Il ne manquait plus au sunnisme politique libanais que l’assaut donné à l’armement palestinien pour parachever la rupture radicale et spectaculaire avec son discours idéologique traditionnel et avec trois quarts de siècle de son histoire.
Qui l’aurait cru ? Un Premier Ministre sunnite donnant son assentiment pour le bombardement d’un camp palestinien majoritairement sunnite, adossé à une ville depuis toujours réputée pour sa rigueur et de son observance sunnites.
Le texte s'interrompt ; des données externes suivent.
//! Inbound event dispatcher
//!
//! Every event from the transport lands here: the suspension gate runs
//! first, then the event is routed to the matchmaker, the session relay or
//! the ledger. Benign domain errors become informational replies; anything
//! unexpected is logged and ignored, leaving state untouched.

use crate::config::AppConfig;
use crate::error::{AppError, AppResult};
use crate::models::{Gender, UserStatus};
use crate::repositories::UserRepository;
use crate::services::{
    LedgerService, Matchmaker, RelayOutcome, SearchOutcome, SessionRelay, StrikeService,
};
use crate::transport::{
    AdminDecision, ChatTransport, InboundEvent, KeyboardHint, MenuAction, MessageRef,
    PaymentReview, UserRef,
};
use std::sync::Arc;
use tracing::{error, info, warn};

/// Routes inbound transport events to the domain services
pub struct Gateway {
    user_repo: Arc<UserRepository>,
    ledger: Arc<LedgerService>,
    strikes: Arc<StrikeService>,
    matchmaker: Arc<Matchmaker>,
    relay: Arc<SessionRelay>,
    transport: Arc<dyn ChatTransport>,
    config: Arc<AppConfig>,
}
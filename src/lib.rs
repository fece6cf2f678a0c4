//! Anonchat Backend Library
//!
//! This module exposes the backend components for use by tests and other
//! consumers: the user directory, the credit ledger, the matchmaking state
//! machine, the moderated session relay and the transport boundary.

pub mod config;
pub mod database;
pub mod error;
pub mod gateway;
pub mod models;
pub mod repositories;
pub mod services;
pub mod transport;

// Re-export commonly used types
pub use config::AppConfig;
pub use error::{AppError, AppResult};

use database::Database;
use repositories::*;
use std::sync::Arc;

/// Application state containing the pool and all repositories
pub struct AppState {
    pub database: Database,
    pub user_repo: Arc<UserRepository>,
    pub transaction_repo: Arc<TransactionRepository>,
}

impl AppState {
    /// Create a new AppState with initialized repositories
    pub fn new(pool: sqlx::SqlitePool) -> Self {
        let database = Database::new(pool.clone());

        Self {
            database,
            user_repo: Arc::new(UserRepository::new(pool.clone())),
            transaction_repo: Arc::new(TransactionRepository::new(pool)),
        }
    }
}
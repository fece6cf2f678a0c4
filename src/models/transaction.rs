//! Credit purchase transactions with a pending/approved/rejected lifecycle

use chrono::NaiveDateTime;
use serde::{Deserialize, Serialize};
use sqlx::FromRow;

/// Transaction lifecycle status; pending transactions resolve exactly once
#[derive(Debug, Clone, Copy, PartialEq, Eq, Serialize, Deserialize, sqlx::Type)]
#[serde(rename_all = "lowercase")]
#[sqlx(rename_all = "lowercase")]
pub enum TransactionStatus {
    Pending,
    Approved,
    Rejected,
}

impl TransactionStatus {
    /// Convert from database string
    pub fn from_str(s: &str) -> Result<Self, String> {
        match s.to_lowercase().as_str() {
            "pending" => Ok(TransactionStatus::Pending),
            "approved" => Ok(TransactionStatus::Approved),
            "rejected" => Ok(TransactionStatus::Rejected),
            _ => Err(format!("Invalid transaction status: {}", s)),
        }
    }

    /// Convert to database string
    pub fn as_str(&self) -> &'static str {
        match self {
            TransactionStatus::Pending => "pending",
            TransactionStatus::Approved => "approved",
            TransactionStatus::Rejected => "rejected",
        }
    }
}

/// A credit purchase claim and its resolution state
#[derive(Debug, Clone, Serialize, Deserialize, FromRow)]
pub struct Transaction {
    pub id: i64,
    pub user_id: i64,
    pub amount: i64,
    /// Opaque reference to the payment proof (e.g. a photo file id)
    pub proof_ref: String,
    pub status: TransactionStatus,
    pub created_at: NaiveDateTime,
}

impl Transaction {
    pub fn is_pending(&self) -> bool {
        self.status == TransactionStatus::Pending
    }
}

#[cfg(test)]
mod tests {
    use super::*;

    #[test]
    fn test_transaction_status_conversion() {
        assert_eq!(TransactionStatus::Pending.as_str(), "pending");
        assert_eq!(
            TransactionStatus::from_str("APPROVED").unwrap(),
            TransactionStatus::Approved
        );
        assert!(TransactionStatus::from_str("void").is_err());
    }
}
Jamais la mosaïque libanaise, éternellement rivée à ses poncifs, n’a connu une métamorphose aussi spectaculaire de l’une de ses composantes.
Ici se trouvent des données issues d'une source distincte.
//! Repository for credit purchase transactions
//!
//! Transactions are created pending and resolved exactly once; the approve
//! path credits the owning user's balance inside the same database
//! transaction so a claim can never be double-credited.

use crate::error::RepositoryError;
use crate::models::{Transaction, TransactionStatus};
use sqlx::SqlitePool;

pub struct TransactionRepository {
    pool: SqlitePool,
}

impl TransactionRepository {
    pub fn new(pool: SqlitePool) -> Self {
        Self { pool }
    }

    /// Create a pending transaction for a payment claim
    pub async fn create(
        &self,
        user_id: i64,
        amount: i64,
        proof_ref: &str,
    ) -> Result<Transaction, RepositoryError> {
        let result = sqlx::query(
            r#"
            INSERT INTO transactions (user_id, amount, proof_ref, status, created_at)
            VALUES (?, ?, ?, ?, ?)
            "#,
        )
        .bind(user_id)
        .bind(amount)
        .bind(proof_ref)
        .bind(TransactionStatus::Pending)
        .bind(chrono::Utc::now().naive_utc())
        .execute(&self.pool)
        .await?;

        self.get(result.last_insert_rowid()).await
    }

    /// Find a transaction by id
    pub async fn find_by_id(&self, id: i64) -> Result<Option<Transaction>, RepositoryError> {
        let transaction = sqlx::query_as::<_, Transaction>(
            r#"
            SELECT id, user_id, amount, proof_ref, status, created_at
            FROM transactions
            WHERE id = ?
            "#,
        )
        .bind(id)
        .fetch_optional(&self.pool)
        .await?;

        Ok(transaction)
    }

    /// Find a transaction by id, failing if unknown
    pub async fn get(&self, id: i64) -> Result<Transaction, RepositoryError> {
        self.find_by_id(id)
            .await?
            .ok_or_else(|| RepositoryError::NotFound(format!("Transaction {} not found", id)))
    }

    /// Transaction history for a user, newest first
    pub async fn find_by_user(
        &self,
        user_id: i64,
        limit: i64,
    ) -> Result<Vec<Transaction>, RepositoryError> {
        let transactions = sqlx::query_as::<_, Transaction>(
            r#"
            SELECT id, user_id, amount, proof_ref, status, created_at
            FROM transactions
            WHERE user_id = ?
            ORDER BY created_at DESC, id DESC
            LIMIT ?
            "#,
        )
        .bind(user_id)
        .bind(limit)
        .fetch_all(&self.pool)
        .await?;

        Ok(transactions)
    }

    /// Change the amount of a still-pending transaction
    ///
    /// Admin approvals may grant a different package than the provisional
    /// claim amount. Resolved transactions are immutable.
    pub async fn amend_pending_amount(&self, id: i64, amount: i64) -> Result<(), RepositoryError> {
        let rows = sqlx::query(
            r#"
            UPDATE transactions
            SET amount = ?
            WHERE id = ? AND status = 'pending'
            "#,
        )
        .bind(amount)
        .bind(id)
        .execute(&self.pool)
        .await?
        .rows_affected();

        if rows == 0 {
            return Err(RepositoryError::NotFound(format!(
                "Transaction {} not found or already resolved",
                id
            )));
        }

        Ok(())
    }

    /// Resolve a pending transaction exactly once
    ///
    /// On approve the owning user is credited with the stored amount in the
    /// same database transaction. Resolving an unknown or already-resolved id
    /// fails with `NotFound` and never credits twice. Returns the prior
    /// (pending) snapshot for notification purposes.
    pub async fn resolve(&self, id: i64, approve: bool) -> Result<Transaction, RepositoryError> {
        let mut tx = self.pool.begin().await?;

        let snapshot = sqlx::query_as::<_, Transaction>(
            r#"
            SELECT id, user_id, amount, proof_ref, status, created_at
            FROM transactions
            WHERE id = ?
            "#,
        )
        .bind(id)
        .fetch_optional(&mut *tx)
        .await?
        .ok_or_else(|| RepositoryError::NotFound(format!("Transaction {} not found", id)))?;

        let new_status = if approve {
            TransactionStatus::Approved
        } else {
            TransactionStatus::Rejected
        };

        // Guarded on 'pending' so a concurrent resolution loses cleanly
        let rows = sqlx::query(
            r#"
            UPDATE transactions
            SET status = ?
            WHERE id = ? AND status = 'pending'
            "#,
        )
        .bind(new_status)
        .bind(id)
        .execute(&mut *tx)
        .await?
        .rows_affected();

        if rows == 0 {
            tx.rollback().await?;
            return Err(RepositoryError::NotFound(format!(
                "Transaction {} already resolved",
                id
            )));
        }

        if approve {
            sqlx::query("UPDATE users SET balance = balance + ? WHERE id = ?")
                .bind(snapshot.amount)
                .bind(snapshot.user_id)
                .execute(&mut *tx)
                .await?;
        }

        tx.commit().await?;

        Ok(snapshot)
    }
}
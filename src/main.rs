//Enable more cargo lint tests
#![warn(rust_2018_idioms)]
#![warn(clippy::disallowed_types)]

use std::{
    fs::File,
    io::{Seek, SeekFrom},
    process::exit,
    time::Instant,
};

use log::{debug, error, info, warn, LevelFilter};
use simplelog::{ColorChoice, Config as LogConfig, TermLogger, TerminalMode};

use pahuff::tools::cli::{args_init, Command, CompressArgs, DecompressArgs};
use pahuff::{compress_with_dictionary, decompress, mine, Dictionary, Progress, Result};

#[global_allocator]
static GLOBAL: tikv_jemallocator::Jemalloc = tikv_jemallocator::Jemalloc;

fn main() {
    // Available log levels are Error, Warn, Info, Debug, Trace. The cli narrows this down.
    if TermLogger::init(
        LevelFilter::Trace,
        LogConfig::default(),
        TerminalMode::Stdout,
        ColorChoice::Auto,
    )
    .is_err()
    {
        eprintln!("Logger was already initialized");
    }

    let args = args_init();
    let timer = Instant::now();

    //----- Figure how what we need to do and go do it
    let result = match &args.command {
        Command::Compress(c) => run_compress(c),
        Command::Decompress(d) => run_decompress(d),
    };

    match result {
        Ok(()) => info!("Done in {:.2?}.\n", timer.elapsed()),
        Err(e) => {
            error!("{}", e);
            exit(1);
        }
    }
}

/// Compress one file. The stages are run one by one so the code table can be shown between
/// building and encoding.
fn run_compress(args: &CompressArgs) -> Result<()> {
    let config = args.config()?;
    debug!("{:?}", config);

    let mut input = File::open(&args.input)?;
    let size = input.metadata()?.len();
    info!(
        "Compressing {} ({} bytes) into {}",
        args.input.display(),
        size,
        args.output.display()
    );

    let mut progress = Progress::new(size * 2, |pct| debug!("{:5.1}%", pct));

    info!("Stage 1: analyzing input");
    let mut dict = mine(&mut input, &config, &mut progress)?;

    info!("Stage 2: building Huffman trees");
    dict.build();
    if args.show_codes {
        show_codes(&dict);
    }

    info!("Stage 3: encoding");
    input.seek(SeekFrom::Start(0))?;
    let output = File::create(&args.output)?;
    let stats = compress_with_dictionary(&dict, input, output, &mut progress)?;
    progress.finish();

    if stats.skipped_bytes > 0 {
        warn!("{} bytes could not be encoded", stats.skipped_bytes);
    }
    let ratio = if stats.input_bytes == 0 {
        0.0
    } else {
        stats.output_bytes as f64 * 100.0 / stats.input_bytes as f64
    };
    info!(
        "{} contexts, {} patterns. {} -> {} bytes ({:.1}%)",
        stats.contexts, stats.patterns, stats.input_bytes, stats.output_bytes, ratio
    );
    Ok(())
}

fn run_decompress(args: &DecompressArgs) -> Result<()> {
    info!(
        "Decompressing {} into {}",
        args.input.display(),
        args.output.display()
    );
    let input = File::open(&args.input)?;
    let output = File::create(&args.output)?;
    let mut progress = Progress::new(0, |pct| debug!("{:5.1}%", pct));

    let stats = decompress(input, output, &mut progress)?;
    if stats.truncated {
        warn!(
            "{} is incomplete; only {} bytes were restored",
            args.input.display(),
            stats.output_bytes
        );
    }
    Ok(())
}

/// Print the context codes and, under each, the codes of its patterns.
fn show_codes(dict: &Dictionary) {
    for (symbol, code, patterns) in dict.code_table() {
        let freq = dict.context(symbol).map_or(0, |c| c.frequency);
        println!("{:?} [{:#04x}] x{}: {}", symbol as char, symbol, freq, code);
        for (pattern, sub_code) in patterns {
            println!("    {:?}: {}", String::from_utf8_lossy(pattern), sub_code);
        }
    }
}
La communauté sunnite serait-elle en train de changer d’âme ?
Depuis la création du « Grand Liban » en 1920 et en dépit de leur engagement dans l’Etat naissant, au prix d’une reconnaissance du bout des lèvres par les maronites de l’arabité du pays, les sunnites n’ont jamais réellement admis leur « libanité ». En effet, leur « rêve » estompé d’un rattachement avec la Syrie a très vite été remplacé par leur adhésion totale au nassérisme et après la disparition de son fondateur, à l’arafatisme. Trois périodes historiques qui illustrent parfaitement leur refus d’une libanité acceptée à contrecœur.
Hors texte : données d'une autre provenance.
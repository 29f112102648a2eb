//! Error type shared by the compression and decompression paths.
//!
//! Only fatal conditions live here. A body that runs out of bits before the recorded
//! source length is reached is not an error: the decoder returns what it has and sets
//! `DecompressStats::truncated`.

use thiserror::Error;

#[derive(Error, Debug)]
pub enum PahuffError {
    /// Mining found nothing to build a dictionary from.
    #[error("input is empty, nothing to compress")]
    EmptyInput,

    /// The encoder met a byte its dictionary has no code for.
    #[error("dictionary has no code for byte {byte:#04x}")]
    DictionaryMismatch { byte: u8 },

    /// The encoder consumed a different number of bytes than the dictionary was mined from.
    #[error("dictionary was mined from {expected} bytes but the input holds {actual}")]
    LengthMismatch { expected: u64, actual: u64 },

    /// The header could not be parsed.
    #[error("corrupt header: {0}")]
    HeaderCorrupt(String),

    /// Configuration values outside their allowed range.
    #[error("invalid configuration: {0}")]
    InvalidConfig(String),

    #[error("I/O error: {0}")]
    Io(#[from] std::io::Error),
}

pub type Result<T> = std::result::Result<T, PahuffError>;

impl PahuffError {
    /// Convenience constructor used by the header reader.
    pub fn corrupt<S: Into<String>>(msg: S) -> Self {
        PahuffError::HeaderCorrupt(msg.into())
    }
}
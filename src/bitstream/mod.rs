//! The bitstream module forms the I/O subsystem for the pattern-aware Huffman coder.
//!
//! Huffman codes are variable-length bit strings, but files are read and written a byte at a time.
//! BitWriter collects bits into bytes (most significant bit first) and BitReader hands them back
//! one bit at a time in the same order.
//!
//! Both ends are generic over std::io so the engine can run against files, sockets or in-memory
//! buffers. The final byte of a stream is padded with zero bits; the decoder uses the source
//! length recorded in the header to know where the real data ends.
//!
pub mod bitreader;
pub mod bitwriter;
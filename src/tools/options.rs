//! Engine configuration. Passed by reference into the miner, the tree builder and the encoder,
//! so several configurations can be used side by side in one process.

use std::fmt::{Debug, Formatter};

use crate::error::{PahuffError, Result};

/// Default word separators: space, newline, tab and common punctuation.
pub const DEFAULT_SEPARATORS: &[u8] = b" \n\t.,;!?";
/// Longest pattern kept in a context's table.
pub const MAX_PATTERN_LENGTH: usize = 6;
/// Most patterns kept in a context's table.
pub const MAX_PATTERN_AMOUNT: usize = 2500;

/// Set of bytes that end a word. Membership is a table lookup.
#[derive(Clone, PartialEq, Eq)]
pub struct Separators {
    map: [bool; 256],
}

impl Separators {
    pub fn new(bytes: &[u8]) -> Self {
        let mut map = [false; 256];
        bytes.iter().for_each(|&b| map[b as usize] = true);
        Self { map }
    }

    #[inline(always)]
    pub fn is_separator(&self, byte: u8) -> bool {
        self.map[byte as usize]
    }

    /// Separator bytes in ascending order.
    pub fn bytes(&self) -> Vec<u8> {
        (0..=255_u8).filter(|&b| self.map[b as usize]).collect()
    }

    pub fn len(&self) -> usize {
        self.map.iter().filter(|&&b| b).count()
    }

    pub fn is_empty(&self) -> bool {
        self.len() == 0
    }
}

impl Default for Separators {
    fn default() -> Self {
        Self::new(DEFAULT_SEPARATORS)
    }
}

impl Debug for Separators {
    fn fmt(&self, f: &mut Formatter<'_>) -> std::fmt::Result {
        write!(f, "Separators({:?})", String::from_utf8_lossy(&self.bytes()))
    }
}

/// Limits and alphabet used while mining and encoding.
#[derive(Debug, Clone, PartialEq, Eq)]
pub struct Config {
    /// Longest pattern (in bytes) stored in a context table
    pub max_pattern_length: usize,
    /// Capacity of each context table
    pub max_pattern_amount: usize,
    /// Bytes that delimit words
    pub separators: Separators,
}

impl Config {
    pub fn new() -> Self {
        Self {
            max_pattern_length: MAX_PATTERN_LENGTH,
            max_pattern_amount: MAX_PATTERN_AMOUNT,
            separators: Separators::default(),
        }
    }

    /// Check the limits. Every single byte must fit in a table next to at least one longer
    /// pattern, and pattern lengths are stored in a byte.
    pub fn validate(&self) -> Result<()> {
        if !(1..=255).contains(&self.max_pattern_length) {
            return Err(PahuffError::InvalidConfig(format!(
                "max pattern length must be 1..=255, got {}",
                self.max_pattern_length
            )));
        }
        if self.max_pattern_amount < 256 {
            return Err(PahuffError::InvalidConfig(format!(
                "max pattern amount must be at least 256, got {}",
                self.max_pattern_amount
            )));
        }
        Ok(())
    }
}

impl Default for Config {
    fn default() -> Self {
        Self::new()
    }
}

#[cfg(test)]
mod test {
    use super::*;

    #[test]
    fn default_separators_test() {
        let seps = Separators::default();
        for b in b" \t\n.,;!?" {
            assert!(seps.is_separator(*b));
        }
        assert!(!seps.is_separator(b'a'));
        assert!(!seps.is_separator(b'-'));
        assert_eq!(seps.len(), 8);
        assert_eq!(seps.bytes(), b"\t\n !,.;?".to_vec());
    }

    #[test]
    fn validate_test() {
        assert!(Config::default().validate().is_ok());

        let mut cfg = Config::default();
        cfg.max_pattern_length = 0;
        assert!(cfg.validate().is_err());

        let mut cfg = Config::default();
        cfg.max_pattern_amount = 100;
        assert!(cfg.validate().is_err());

        let mut cfg = Config::default();
        cfg.max_pattern_amount = 256;
        cfg.max_pattern_length = 255;
        assert!(cfg.validate().is_ok());
    }
}
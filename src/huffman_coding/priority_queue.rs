//! Binary min-heap used to build the Huffman trees.
//!
//! The standard library's BinaryHeap is a max-heap with an unspecified growth strategy. Tree
//! building needs the smallest element first and a fully predictable pop order, so the heap is
//! kept here with its own sift routines.

/// Starting capacity of a new queue.
const DEFAULT_CAPACITY: usize = 10;

#[derive(Debug, Clone)]
pub struct PriorityQueue<T: Ord> {
    queue: Vec<T>,
}

impl<T: Ord> PriorityQueue<T> {
    pub fn new() -> Self {
        Self {
            queue: Vec::with_capacity(DEFAULT_CAPACITY),
        }
    }

    /// Add an element. O(log n).
    pub fn add(&mut self, element: T) {
        if self.queue.len() == self.queue.capacity() {
            self.grow();
        }
        self.queue.push(element);
        self.sift_up(self.queue.len() - 1);
    }

    /// Add every element of another queue, one at a time.
    pub fn add_all(&mut self, other: PriorityQueue<T>) {
        for element in other.queue {
            self.add(element);
        }
    }

    /// Remove and return the smallest element. O(log n).
    pub fn poll(&mut self) -> Option<T> {
        if self.queue.is_empty() {
            return None;
        }
        // swap_remove moves the last element into the root slot.
        let result = self.queue.swap_remove(0);
        if !self.queue.is_empty() {
            self.sift_down(0);
        }
        Some(result)
    }

    /// Look at the smallest element without removing it.
    pub fn peek(&self) -> Option<&T> {
        self.queue.first()
    }

    pub fn size(&self) -> usize {
        self.queue.len()
    }

    pub fn is_empty(&self) -> bool {
        self.queue.is_empty()
    }

    pub fn capacity(&self) -> usize {
        self.queue.capacity()
    }

    /// Grow by old + 2 while small, then by half.
    fn grow(&mut self) {
        let old = self.queue.capacity();
        let extra = if old < 64 { old + 2 } else { old >> 1 };
        self.queue.reserve_exact(extra);
    }

    /// Move the element at k up until its parent is not greater.
    fn sift_up(&mut self, mut k: usize) {
        while k > 0 {
            let parent = (k - 1) >> 1;
            if self.queue[k] >= self.queue[parent] {
                break;
            }
            self.queue.swap(k, parent);
            k = parent;
        }
    }

    /// Move the element at k down until no child is smaller.
    fn sift_down(&mut self, mut k: usize) {
        let size = self.queue.len();
        let half = size >> 1;
        while k < half {
            let mut child = (k << 1) + 1;
            let right = child + 1;
            if right < size && self.queue[child] > self.queue[right] {
                child = right;
            }
            if self.queue[k] <= self.queue[child] {
                break;
            }
            self.queue.swap(k, child);
            k = child;
        }
    }
}

impl<T: Ord> Default for PriorityQueue<T> {
    fn default() -> Self {
        Self::new()
    }
}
Il aura fallu l’assassinat de Rafic Hariri pour que l’adhésion à cette libanité puisse enfin se libérer de son carcan idéologique panarabe et s’exprimer ouvertement. Pourtant, à y regarder de près, cette mue, longtemps restée invisible, trouve ses débuts avec la révision de la constitution, consécutive à la signature de l’accord de Taëf qui est venu rompre l’équilibre de l’attelage historique entre maronites et sunnites au profit de ces derniers.
Si cette adhésion à la libanité s’exprime aujourd’hui au grand jour, ses débuts remontent à l’édification, entamée dans les années 90, du fameux « Hariristan » dont la corruption est inlassablement dénoncée par Michel Aoun. Autrement dit, les sunnites ne sont réellement devenus libanais que le jour où ils se sont rendu compte qu’ils étaient en train de construire « leur » Etat, ou du moins l’Etat dans lequel ils croyaient tenir les leviers du pouvoir.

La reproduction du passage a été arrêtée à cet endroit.